Problem to work on
Your answer must hold only the lines below from the line containing "pub fn rows(&self)" through the line containing "from background tasks.", each reproduced exactly.

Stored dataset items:

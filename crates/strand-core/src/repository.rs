//! # Repository Boundary
//!
//! The execution layer a finished chain is handed to. Strand never touches
//! storage itself: a [`Repository`] walks the closed chain and runs it.

use crate::chain::Chain;
use crate::types::StrandError;
use serde::Serialize;
use std::sync::Arc;

/// Result of running a chain.
#[derive(Debug, Clone, PartialEq, Serialize)]
#[serde(rename_all = "snake_case")]
pub enum Outcome {
    /// Rows produced by a query.
    Rows(Vec<serde_json::Value>),
    /// Status code produced by a commit.
    Affected(i32),
}

impl Outcome {
    /// Rows of a query outcome.
    #[must_use]
    pub fn rows(&self) -> Option<&[serde_json::Value]> {
        match self {
            Self::Rows(rows) => Some(rows),
            Self::Affected(_) => None,
        }
    }

    /// Status code of a commit outcome.
    #[must_use]
    pub fn affected(&self) -> Option<i32> {
        match self {
            Self::Affected(code) => Some(*code),
            Self::Rows(_) => None,
        }
    }
}

/// Executes closed chains.
///
/// Implementations are shared by every session of an engine and may be
/// called from background tasks.
pub trait Repository: Send + Sync {
    /// Run a read chain.
    fn query(&self, chain: &Chain) -> Result<Outcome, StrandError>;

    /// Run a write chain and return its status code.
    fn commit(&self, chain: &Chain) -> Result<i32, StrandError>;

    /// Submit a work batch in order and return its status code.
    fn from_session(&self, batch: &[Arc<Chain>]) -> Result<i32, StrandError>;
}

Worked solution
    pub fn rows(&self) -> Option<&[serde_json::Value]> {
        match self {
            Self::Rows(rows) => Some(rows),
            Self::Affected(_) => None,
        }
    }

    /// Status code of a commit outcome.
    #[must_use]
    pub fn affected(&self) -> Option<i32> {
        match self {
            Self::Affected(code) => Some(*code),
            Self::Rows(_) => None,
        }
    }
}

/// Executes closed chains.
///
/// Implementations are shared by every session of an engine and may be
/// called from background tasks.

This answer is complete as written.